Colorful fruits and vegetables can give your body energy — they’re rich in antioxidants, phytochemicals, flavonoids, and polyphenols — all of which have been shown to provide protective or disease-preventive properties and improve your body’s ability to regulate glucose. They’re also a great source of dietary fiber, which promotes the feeling of satiety and has beneficial effects on gut health, postprandial (post-meal) glucose levels, insulin sensitivity, and more.

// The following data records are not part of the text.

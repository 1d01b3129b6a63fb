//! Payload decoder module
//!
//! Supports: tab-delimited, comma-delimited; UTF-8 and UTF-16 text
//!
//! # Overview
//!
//! Decoders turn a delimited payload into a [`RawTable`](crate::record::RawTable).
//! The header line supplies the column names and every later line is one row.

mod decoders;
mod types;

pub use decoders::{CsvDecoder, TsvDecoder};
pub use types::{DecoderConfig, DecoderFormat, TableDecoder, TextEncoding};
//! Built-in field sets and transform profiles
//!
//! Each source type gets a closed enum of the columns it maps, so renaming a
//! column is a compile-time change in exactly one place.

use super::mapping::{FieldMapping, FieldSet};
use super::profile::{DerivedField, FiscalSource, SpatialColumns, TransformProfile};
use crate::error::Result;
use crate::record::RawTable;
use serde::{Deserialize, Serialize};

// ============================================================================
// 311 service requests
// ============================================================================

/// Columns of the service request export
#[derive(Debug, Clone, Copy, PartialEq, Eq)]
pub enum CsrField {
    ServiceRequestNumber,
    Department,
    GroupDescription,
    SrDescription,
    MethodReceived,
    SrStatus,
    IsDuplicate,
    StatusChangeDate,
    CreatedDate,
    OverdueOnDate,
    LastUpdateDate,
    CloseDate,
    SrAgeDays,
    ResponseDays,
    OpenCount,
    ClosedCount,
    OverdueCount,
    ClosedOnTime,
    ClosedLate,
    DaysLate,
    SrLocation,
    StatePlaneX,
    StatePlaneY,
    Location,
    FiscalYear,
}

impl FieldSet for CsrField {
    const ALL: &'static [Self] = &[
        CsrField::ServiceRequestNumber,
        CsrField::Department,
        CsrField::GroupDescription,
        CsrField::SrDescription,
        CsrField::MethodReceived,
        CsrField::SrStatus,
        CsrField::IsDuplicate,
        CsrField::StatusChangeDate,
        CsrField::CreatedDate,
        CsrField::OverdueOnDate,
        CsrField::LastUpdateDate,
        CsrField::CloseDate,
        CsrField::SrAgeDays,
        CsrField::ResponseDays,
        CsrField::OpenCount,
        CsrField::ClosedCount,
        CsrField::OverdueCount,
        CsrField::ClosedOnTime,
        CsrField::ClosedLate,
        CsrField::DaysLate,
        CsrField::SrLocation,
        CsrField::StatePlaneX,
        CsrField::StatePlaneY,
        CsrField::Location,
        CsrField::FiscalYear,
    ];

    fn source_column(self) -> &'static str {
        match self {
            CsrField::ServiceRequestNumber => "Service Request (SR) Number",
            CsrField::Department => "Department",
            CsrField::GroupDescription => "Group Description",
            CsrField::SrDescription => "SR Description",
            CsrField::MethodReceived => "Method Received",
            CsrField::SrStatus => "SR Status",
            CsrField::IsDuplicate => "Is Duplicate? (1/0)",
            CsrField::StatusChangeDate => "Status Change Date",
            CsrField::CreatedDate => "Created Date",
            CsrField::OverdueOnDate => "Overdue On Date",
            CsrField::LastUpdateDate => "Last Update Date",
            CsrField::CloseDate => "Close Date",
            CsrField::SrAgeDays => "SR Age (days)",
            CsrField::ResponseDays => "Response Days",
            CsrField::OpenCount => "Open Count",
            CsrField::ClosedCount => "Closed Count",
            CsrField::OverdueCount => "Overdue Count",
            CsrField::ClosedOnTime => "Closed on Time",
            CsrField::ClosedLate => "Closed Late",
            CsrField::DaysLate => "# of Days Late",
            CsrField::SrLocation => "SR Location",
            CsrField::StatePlaneX => "State Plane X Coordinate",
            CsrField::StatePlaneY => "State Plane Y Coordinate",
            CsrField::Location => DerivedField::Location.column(),
            CsrField::FiscalYear => DerivedField::FiscalYear.column(),
        }
    }

    fn destination(self) -> &'static str {
        match self {
            CsrField::ServiceRequestNumber => "service_request_sr_number",
            CsrField::Department => "department",
            CsrField::GroupDescription => "group_description",
            CsrField::SrDescription => "sr_description",
            CsrField::MethodReceived => "method_received",
            CsrField::SrStatus => "sr_status",
            CsrField::IsDuplicate => "is_duplicate_1_0",
            CsrField::StatusChangeDate => "status_change_date",
            CsrField::CreatedDate => "created_date",
            CsrField::OverdueOnDate => "overdue_on_date",
            CsrField::LastUpdateDate => "last_update_date",
            CsrField::CloseDate => "close_date",
            CsrField::SrAgeDays => "sr_age_days",
            CsrField::ResponseDays => "response_days",
            CsrField::OpenCount => "open_count",
            CsrField::ClosedCount => "closed_count",
            CsrField::OverdueCount => "overdue_count",
            CsrField::ClosedOnTime => "closed_on_time",
            CsrField::ClosedLate => "closed_late",
            CsrField::DaysLate => "of_days_late",
            CsrField::SrLocation => "sr_location",
            CsrField::StatePlaneX => "state_plane_x_coordinate",
            CsrField::StatePlaneY => "state_plane_y_coordinate",
            CsrField::Location => "location",
            CsrField::FiscalYear => "fiscal_year",
        }
    }

    fn is_numeric(self) -> bool {
        matches!(
            self,
            CsrField::IsDuplicate
                | CsrField::SrAgeDays
                | CsrField::ResponseDays
                | CsrField::OpenCount
                | CsrField::ClosedCount
                | CsrField::OverdueCount
                | CsrField::ClosedOnTime
                | CsrField::ClosedLate
                | CsrField::DaysLate
                | CsrField::StatePlaneX
                | CsrField::StatePlaneY
        )
    }
}

impl CsrField {
    /// Datetime columns normalized before mapping
    pub const TIMESTAMPS: &'static [CsrField] = &[
        CsrField::StatusChangeDate,
        CsrField::CreatedDate,
        CsrField::OverdueOnDate,
        CsrField::LastUpdateDate,
        CsrField::CloseDate,
    ];
}

// ============================================================================
// Finance partitions
// ============================================================================

/// Columns of a monthly department expense extract
#[derive(Debug, Clone, Copy, PartialEq, Eq)]
pub enum ExpenseField {
    FundId,
    FundName,
    UnitId,
    UnitName,
    ObjectId,
    ObjectName,
    ProgramId,
    ProgramName,
    ActivityId,
    ActivityName,
    ExpenseAmount,
    EncumbranceAmount,
    Year,
    Month,
    MonthName,
    Department,
    FiscalYear,
    FiscalMonth,
}

impl FieldSet for ExpenseField {
    const ALL: &'static [Self] = &[
        ExpenseField::FundId,
        ExpenseField::FundName,
        ExpenseField::UnitId,
        ExpenseField::UnitName,
        ExpenseField::ObjectId,
        ExpenseField::ObjectName,
        ExpenseField::ProgramId,
        ExpenseField::ProgramName,
        ExpenseField::ActivityId,
        ExpenseField::ActivityName,
        ExpenseField::ExpenseAmount,
        ExpenseField::EncumbranceAmount,
        ExpenseField::Year,
        ExpenseField::Month,
        ExpenseField::MonthName,
        ExpenseField::Department,
        ExpenseField::FiscalYear,
        ExpenseField::FiscalMonth,
    ];

    fn source_column(self) -> &'static str {
        match self {
            ExpenseField::FundId => "Fund ID",
            ExpenseField::FundName => "Fund Name",
            ExpenseField::UnitId => "Unit ID",
            ExpenseField::UnitName => "Unit Name",
            ExpenseField::ObjectId => "Object ID",
            ExpenseField::ObjectName => "Object Name",
            ExpenseField::ProgramId => "Program ID",
            ExpenseField::ProgramName => "Program Name",
            ExpenseField::ActivityId => "Activity ID",
            ExpenseField::ActivityName => "Activity Name",
            ExpenseField::ExpenseAmount => "Expense Amount",
            ExpenseField::EncumbranceAmount => "Encumbrance Amount",
            ExpenseField::Year => DerivedField::Year.column(),
            ExpenseField::Month => DerivedField::Month.column(),
            ExpenseField::MonthName => DerivedField::MonthName.column(),
            ExpenseField::Department => DerivedField::Department.column(),
            ExpenseField::FiscalYear => DerivedField::FiscalYear.column(),
            ExpenseField::FiscalMonth => DerivedField::FiscalMonth.column(),
        }
    }

    fn destination(self) -> &'static str {
        match self {
            ExpenseField::FundId => "fund_id",
            ExpenseField::FundName => "fund_name",
            ExpenseField::UnitId => "unit_id",
            ExpenseField::UnitName => "unit_name",
            ExpenseField::ObjectId => "object_id",
            ExpenseField::ObjectName => "object_name",
            ExpenseField::ProgramId => "program_id",
            ExpenseField::ProgramName => "program_name",
            ExpenseField::ActivityId => "activity_id",
            ExpenseField::ActivityName => "activity_name",
            ExpenseField::ExpenseAmount => "expense_amount",
            ExpenseField::EncumbranceAmount => "encumbrance_amount",
            other => other.source_column(),
        }
    }

    fn is_numeric(self) -> bool {
        matches!(
            self,
            ExpenseField::ExpenseAmount | ExpenseField::EncumbranceAmount
        )
    }
}

/// Columns of a monthly department revenue extract
#[derive(Debug, Clone, Copy, PartialEq, Eq)]
pub enum RevenueField {
    FundId,
    FundName,
    UnitId,
    UnitName,
    RevenueSourceId,
    RevenueSourceName,
    RevenueAmount,
    BudgetAmount,
    Year,
    Month,
    MonthName,
    Department,
    FiscalYear,
    FiscalMonth,
}

impl FieldSet for RevenueField {
    const ALL: &'static [Self] = &[
        RevenueField::FundId,
        RevenueField::FundName,
        RevenueField::UnitId,
        RevenueField::UnitName,
        RevenueField::RevenueSourceId,
        RevenueField::RevenueSourceName,
        RevenueField::RevenueAmount,
        RevenueField::BudgetAmount,
        RevenueField::Year,
        RevenueField::Month,
        RevenueField::MonthName,
        RevenueField::Department,
        RevenueField::FiscalYear,
        RevenueField::FiscalMonth,
    ];

    fn source_column(self) -> &'static str {
        match self {
            RevenueField::FundId => "Fund ID",
            RevenueField::FundName => "Fund Name",
            RevenueField::UnitId => "Unit ID",
            RevenueField::UnitName => "Unit Name",
            RevenueField::RevenueSourceId => "Revenue Source ID",
            RevenueField::RevenueSourceName => "Revenue Source Name",
            RevenueField::RevenueAmount => "Revenue Amount",
            RevenueField::BudgetAmount => "Budget Amount",
            RevenueField::Year => DerivedField::Year.column(),
            RevenueField::Month => DerivedField::Month.column(),
            RevenueField::MonthName => DerivedField::MonthName.column(),
            RevenueField::Department => DerivedField::Department.column(),
            RevenueField::FiscalYear => DerivedField::FiscalYear.column(),
            RevenueField::FiscalMonth => DerivedField::FiscalMonth.column(),
        }
    }

    fn destination(self) -> &'static str {
        match self {
            RevenueField::FundId => "fund_id",
            RevenueField::FundName => "fund_name",
            RevenueField::UnitId => "unit_id",
            RevenueField::UnitName => "unit_name",
            RevenueField::RevenueSourceId => "revenue_source_id",
            RevenueField::RevenueSourceName => "revenue_source_name",
            RevenueField::RevenueAmount => "revenue_amount",
            RevenueField::BudgetAmount => "budget_amount",
            other => other.source_column(),
        }
    }

    fn is_numeric(self) -> bool {
        matches!(
            self,
            RevenueField::RevenueAmount | RevenueField::BudgetAmount
        )
    }
}

// ============================================================================
// Profile selection
// ============================================================================

/// Which transform a registry job applies
#[derive(Debug, Clone, Copy, PartialEq, Eq, Serialize, Deserialize)]
#[serde(rename_all = "snake_case")]
pub enum ProfileKind {
    /// Service requests: reprojection, five timestamps, fiscal year
    Csr,
    /// Monthly expense partitions
    Expenses,
    /// Monthly revenue partitions
    Revenue,
    /// Every column kept under its own name
    Passthrough,
    /// Report columns kept, fiscal fields from the as-of date
    Report,
}

impl ProfileKind {
    /// Profile name
    pub fn name(self) -> &'static str {
        match self {
            ProfileKind::Csr => "csr",
            ProfileKind::Expenses => "expenses",
            ProfileKind::Revenue => "revenue",
            ProfileKind::Passthrough => "passthrough",
            ProfileKind::Report => "report",
        }
    }

    /// Build the profile for an extract
    ///
    /// Fixed profiles ignore the table; passthrough and report profiles
    /// take their allow-list from its columns.
    pub fn build(self, raw: &RawTable) -> Result<TransformProfile> {
        let profile = match self {
            ProfileKind::Csr => TransformProfile::mapping_only(
                self.name(),
                FieldMapping::for_fields::<CsrField>()?,
            )
            .with_spatial(SpatialColumns::new(
                CsrField::StatePlaneX.source_column(),
                CsrField::StatePlaneY.source_column(),
            ))
            .with_timestamps(CsrField::TIMESTAMPS.iter().map(|f| f.source_column()))
            .with_fiscal(FiscalSource::Column(
                CsrField::CreatedDate.source_column().to_string(),
            )),
            ProfileKind::Expenses => TransformProfile::mapping_only(
                self.name(),
                FieldMapping::for_fields::<ExpenseField>()?,
            )
            .with_fiscal(FiscalSource::Context),
            ProfileKind::Revenue => TransformProfile::mapping_only(
                self.name(),
                FieldMapping::for_fields::<RevenueField>()?,
            )
            .with_fiscal(FiscalSource::Context),
            ProfileKind::Passthrough => {
                TransformProfile::mapping_only(self.name(), FieldMapping::identity(raw.columns())?)
                    .with_derived_fields([])
            }
            ProfileKind::Report => {
                let fiscal = [DerivedField::FiscalYear, DerivedField::FiscalMonth];
                let mut mapping = FieldMapping::identity(raw.columns())?;
                for field in fiscal {
                    if mapping.destination_of(field.column()).is_none() {
                        mapping.push(field.column(), field.column())?;
                    }
                }
                TransformProfile::mapping_only(self.name(), mapping)
                    .with_fiscal(FiscalSource::Context)
                    .with_derived_fields(fiscal)
            }
        };
        Ok(profile)
    }
}

impl std::fmt::Display for ProfileKind {
    fn fmt(&self, f: &mut std::fmt::Formatter<'_>) -> std::fmt::Result {
        f.write_str(self.name())
    }
}
//! HTTP client module
//!
//! Provides the single-attempt HTTP client shared by the delimited and report
//! extractors and the catalog loader.
//!
//! # Features
//!
//! - **Timeouts**: client-wide default with per-request override
//! - **Credentials**: HTTP Basic and default headers (app tokens)
//! - **Verbatim errors**: non-2xx bodies are kept for the caller to log

mod client;

pub use client::{
    HttpAuth, HttpClient, HttpClientConfig, HttpClientConfigBuilder, RequestConfig,
    DEFAULT_TIMEOUT,
};
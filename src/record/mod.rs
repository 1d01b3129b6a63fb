//! Record model
//!
//! Row-oriented tables as they come out of a source, and the canonical
//! records the transform hands to a loader.
//!
//! # Overview
//!
//! - [`RawTable`] stores its column names once; every row holds exactly one
//!   value per column, so two rows can never disagree about their keys.
//! - [`RowView`] borrows a single row for by-name access.
//! - [`CanonicalRecord`] keeps destination fields in mapping order.

mod canonical;
mod raw;

pub use canonical::{CanonicalRecord, CanonicalValue, WktPoint, TIMESTAMP_FORMAT};
pub use raw::{RawRecord, RawTable, RawValue, RowView};
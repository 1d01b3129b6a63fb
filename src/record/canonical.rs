//! Canonical record types

use chrono::NaiveDateTime;
use serde::ser::SerializeMap;
use serde::{Serialize, Serializer};
use std::fmt;

/// Rendering used for every canonical timestamp: local, seconds precision
pub const TIMESTAMP_FORMAT: &str = "%Y-%m-%dT%H:%M:%S";

/// A geographic point rendered as WKT
#[derive(Debug, Clone, Copy, PartialEq)]
pub struct WktPoint {
    /// Longitude in degrees
    pub longitude: f64,
    /// Latitude in degrees
    pub latitude: f64,
}

impl WktPoint {
    /// Create a point from longitude/latitude degrees
    pub fn new(longitude: f64, latitude: f64) -> Self {
        Self {
            longitude,
            latitude,
        }
    }
}

impl fmt::Display for WktPoint {
    fn fmt(&self, f: &mut fmt::Formatter<'_>) -> fmt::Result {
        // Catalogs parse this literally: keyword, one space, parenthesised pair.
        write!(f, "POINT ({} {})", self.longitude, self.latitude)
    }
}

/// A canonicalized destination value
#[derive(Debug, Clone, PartialEq)]
pub enum CanonicalValue {
    Null,
    Text(String),
    Integer(i64),
    Float(f64),
    Timestamp(NaiveDateTime),
    Point(WktPoint),
}

impl CanonicalValue {
    /// Whether the value is null
    pub fn is_null(&self) -> bool {
        matches!(self, CanonicalValue::Null)
    }

    /// Text rendering used by delimited output; `None` for null
    pub fn render(&self) -> Option<String> {
        match self {
            CanonicalValue::Null => None,
            CanonicalValue::Text(s) => Some(s.clone()),
            CanonicalValue::Integer(i) => Some(i.to_string()),
            CanonicalValue::Float(f) => Some(f.to_string()),
            CanonicalValue::Timestamp(ts) => Some(ts.format(TIMESTAMP_FORMAT).to_string()),
            CanonicalValue::Point(p) => Some(p.to_string()),
        }
    }

    /// Borrow the text payload, if any
    pub fn as_text(&self) -> Option<&str> {
        match self {
            CanonicalValue::Text(s) => Some(s),
            _ => None,
        }
    }
}

impl From<Option<i64>> for CanonicalValue {
    fn from(value: Option<i64>) -> Self {
        value.map_or(CanonicalValue::Null, CanonicalValue::Integer)
    }
}

impl Serialize for CanonicalValue {
    fn serialize<S: Serializer>(&self, serializer: S) -> Result<S::Ok, S::Error> {
        match self {
            CanonicalValue::Null => serializer.serialize_none(),
            CanonicalValue::Text(s) => serializer.serialize_str(s),
            CanonicalValue::Integer(i) => serializer.serialize_i64(*i),
            CanonicalValue::Float(f) => serializer.serialize_f64(*f),
            CanonicalValue::Timestamp(ts) => {
                serializer.collect_str(&ts.format(TIMESTAMP_FORMAT))
            }
            CanonicalValue::Point(p) => serializer.collect_str(p),
        }
    }
}

/// One output record: destination fields in mapping order
#[derive(Debug, Clone, Default, PartialEq)]
pub struct CanonicalRecord {
    fields: Vec<(String, CanonicalValue)>,
}

impl CanonicalRecord {
    /// Create an empty record with room for `capacity` fields
    pub fn with_capacity(capacity: usize) -> Self {
        Self {
            fields: Vec::with_capacity(capacity),
        }
    }

    /// Append a field, replacing any previous value under the same name
    pub fn insert(&mut self, field: impl Into<String>, value: CanonicalValue) {
        let field = field.into();
        if let Some(slot) = self.fields.iter_mut().find(|(name, _)| *name == field) {
            slot.1 = value;
        } else {
            self.fields.push((field, value));
        }
    }

    /// Value by destination field name
    pub fn get(&self, field: &str) -> Option<&CanonicalValue> {
        self.fields
            .iter()
            .find(|(name, _)| name == field)
            .map(|(_, value)| value)
    }

    /// Destination field names in order
    pub fn field_names(&self) -> impl Iterator<Item = &str> {
        self.fields.iter().map(|(name, _)| name.as_str())
    }

    /// Field/value pairs in order
    pub fn iter(&self) -> impl Iterator<Item = (&str, &CanonicalValue)> {
        self.fields.iter().map(|(name, value)| (name.as_str(), value))
    }

    /// Number of fields
    pub fn len(&self) -> usize {
        self.fields.len()
    }

    /// Whether the record has no fields
    pub fn is_empty(&self) -> bool {
        self.fields.is_empty()
    }
}

impl Serialize for CanonicalRecord {
    fn serialize<S: Serializer>(&self, serializer: S) -> Result<S::Ok, S::Error> {
        let mut map = serializer.serialize_map(Some(self.fields.len()))?;
        for (name, value) in &self.fields {
            map.serialize_entry(name, value)?;
        }
        map.end()
    }
}
//! Load module
//!
//! Writes transformed record sets to their destinations.
//!
//! # Destinations
//!
//! - **Object storage**: one CSV or Parquet artifact per source
//! - **Catalog**: JSON upsert (`POST`) or full replace (`PUT`) of a dataset

mod catalog;
mod object;
mod types;

pub use catalog::{CatalogLoader, APP_TOKEN_HEADER};
pub use object::ObjectStoreLoader;
pub use types::{Destination, LoadResult, Loader};
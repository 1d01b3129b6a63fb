//! Extraction types

use super::report::ReportKind;
use crate::decode::TextEncoding;
use crate::error::Result;
use crate::record::RawTable;
use crate::transform::TransformContext;
use async_trait::async_trait;
use serde::{Deserialize, Serialize};

/// One extracted table plus the facts that are not in its rows
#[derive(Debug, Clone, Default, PartialEq)]
pub struct Extract {
    /// Rows as the source emitted them
    pub table: RawTable,
    /// Period, department and origin for the transform
    pub context: TransformContext,
}

impl Extract {
    /// An extract with an empty context
    pub fn new(table: RawTable) -> Self {
        Self {
            table,
            context: TransformContext::default(),
        }
    }

    /// An extract with a context
    pub fn with_context(table: RawTable, context: TransformContext) -> Self {
        Self { table, context }
    }

    /// Number of rows
    pub fn len(&self) -> usize {
        self.table.len()
    }

    /// Whether the extract has no rows
    pub fn is_empty(&self) -> bool {
        self.table.is_empty()
    }
}

/// Where a registry source reads from
#[derive(Debug, Clone, PartialEq, Eq, Serialize, Deserialize)]
#[serde(tag = "type", rename_all = "snake_case")]
pub enum SourceDescriptor {
    /// A named query against the relational replica
    Sql {
        /// Query name
        query: String,
        /// SQL text
        sql: String,
    },
    /// A tab-delimited HTTP export named under `endpoints`
    Delimited {
        /// Endpoint name
        endpoint: String,
        /// Encoding used when the endpoint config does not say
        encoding: TextEncoding,
    },
    /// A prompted BI report
    Report {
        /// Which report and prompt layout
        report: ReportKind,
    },
    /// Comma-delimited objects under a storage prefix
    Partitions {
        /// Key prefix, e.g. `expenses/`
        prefix: String,
    },
}

impl SourceDescriptor {
    /// Short kind label for listings
    pub fn kind(&self) -> &'static str {
        match self {
            SourceDescriptor::Sql { .. } => "sql",
            SourceDescriptor::Delimited { .. } => "delimited",
            SourceDescriptor::Report { .. } => "report",
            SourceDescriptor::Partitions { .. } => "partitions",
        }
    }
}

/// Trait implemented by every source
///
/// An extractor yields one or more tables. Single-table sources return a
/// one-element vector; partitioned sources return one extract per
/// partition in key order. An empty table is not an error.
#[async_trait]
pub trait Extractor: Send + Sync {
    /// Registry name of the source, for logs and errors
    fn source_name(&self) -> &str;

    /// Fetch the raw tables
    async fn extract(&self) -> Result<Vec<Extract>>;
}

Learn how to read food nutrition labels

Understanding and using the Nutrition Facts label can help you make healthier eating choices and identify nutrient-dense foods for a healthy diet. This is especially important since many consumers have difficulty interpreting nutrition labels, a form of inadequate health literacy associated with adverse health outcomes, such as poor health status, poor health management, more frequent emergency department visits, and unhealthy diets [9]. 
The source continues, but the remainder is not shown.